We view this dialogue series as a way for the U.S. mission to contribute to the advancement and empowerment of professional women in Zimbabwe. The dialogue series reflects our efforts across a range of different programs that the State Department sponsors, primarily through the Office of Global Women’s Issues.
That office works to promote stability, peace, and development by empowering women politically, socially, and economically around the world. Additionally, through our Educational and Cultural Bureau, the State Department also manages professional development programs for women, such as the Fortune/State Department Global Women’s Mentoring program, the African Women’s Entrepreneurship (AWEP) program, and the TechWomen exchange. Karen Kelley and her team at the Public Affairs Section will be happy to share more information with you about these programs.
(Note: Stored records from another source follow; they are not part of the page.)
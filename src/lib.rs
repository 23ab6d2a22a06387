//! Read/write access to ext2/ext3/ext4 filesystem images.
//!
//! The engine operates on an injected [`BlockDevice`] and never touches the
//! host's mounted filesystems. [`Ext4::mount`] validates the superblock,
//! loads the group descriptors and both allocation bitmaps, and hands back a
//! handle exposing a POSIX-like surface: [`Ext4::open`], [`Ext4::readdir`],
//! [`Ext4::mkdir`], [`Ext4::rename`], [`Ext4::symlink`], and friends; byte
//! I/O goes through [`File`] objects.
//!
//! ```no_run
//! use extfs::{Ext4, MemDevice, MountOptions, OpenFlags};
//!
//! # fn main() -> extfs::Ext4Result<()> {
//! let image = std::fs::read("disk.img").unwrap();
//! let fs = Ext4::mount(MemDevice::new(image), MountOptions::default())?;
//! let mut file = fs.open("/hello", OpenFlags::READ, 0)?;
//! let mut buf = [0u8; 64];
//! let n = file.read(&mut buf)?;
//! println!("{}", String::from_utf8_lossy(&buf[..n]));
//! file.close()?;
//! fs.unmount()
//! # }
//! ```
//!
//! Journal recovery, online resize, encryption, quotas and filesystem
//! creation are out of scope; images requiring unknown incompatible
//! features are refused at mount.
//!
//! One handle is single-threaded by contract: callers serialize access,
//! the engine adds no internal locking beyond the shared-handle lock.

pub mod alloc;
pub mod bitmap;
pub mod bmap;
pub mod dir;
pub mod error;
pub mod extent;
pub mod file;
pub mod fs;
pub mod group;
pub mod inode;
pub mod io;
pub mod namei;
pub mod sb;

pub use error::{CanFail, Error, Ext4Result};
pub use file::{File, FileStat, OpenFlags, SeekWhence};
pub use fs::{DirEntry, Ext4, FsStat, MountOptions};
pub use inode::{FileKind, InodeNo, Timespec, ROOT_INO};
pub use io::{BlockDevice, IoChannel, MemDevice};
To date, these programs have enabled more than 30 Zimbabwean women with professional interests in the science, technology, engineering, and mathematics or STEM fields to have mentorship experiences with American women professionals from Silicon Valley and several of my country’s most successful corporations, along with other women who work in the entrepreneurial ecosystem that exists throughout the United States. These programs are designed to build the capacity of professional women, enhance their leadership skills, and introduce them to some of the best practices of their American counterparts working in similar professional sectors.
My sincere hope is that the WDD program in Bulawayo will match, if not exceed, the achievements of the Harare program in creating deeper and sustained interaction among professional women, especially given the more robust civic and community engagements that I understand exist here in the City of Kings and Queens.
I am looking forward to hearing about your six-month journey in the WDD series, and I would encourage you to share your experiences through blogging about the WDD, tweeting about the WDD, writing articles about your impressions of the WDD for publication in Bulawayo’s newspapers, and by taking inspiration from your experiences as WDD mentors and mentees to create your follow-on activities with women in your spheres of influence.
In closing, I’d like to extend my best wishes to you as you embark on this unique mentoring experience, and encourage you to take maximum advantage of the WDD program. Mentors and mentees alike have much to learn and to teach each other, and I hope that both groups will be open to sharing and learning.
Finally, I’d like to invite my wife, Mithi, to offer you a few words of greeting as well.
Thank you. Siyabonga (SEE-YA-BON-GAH)!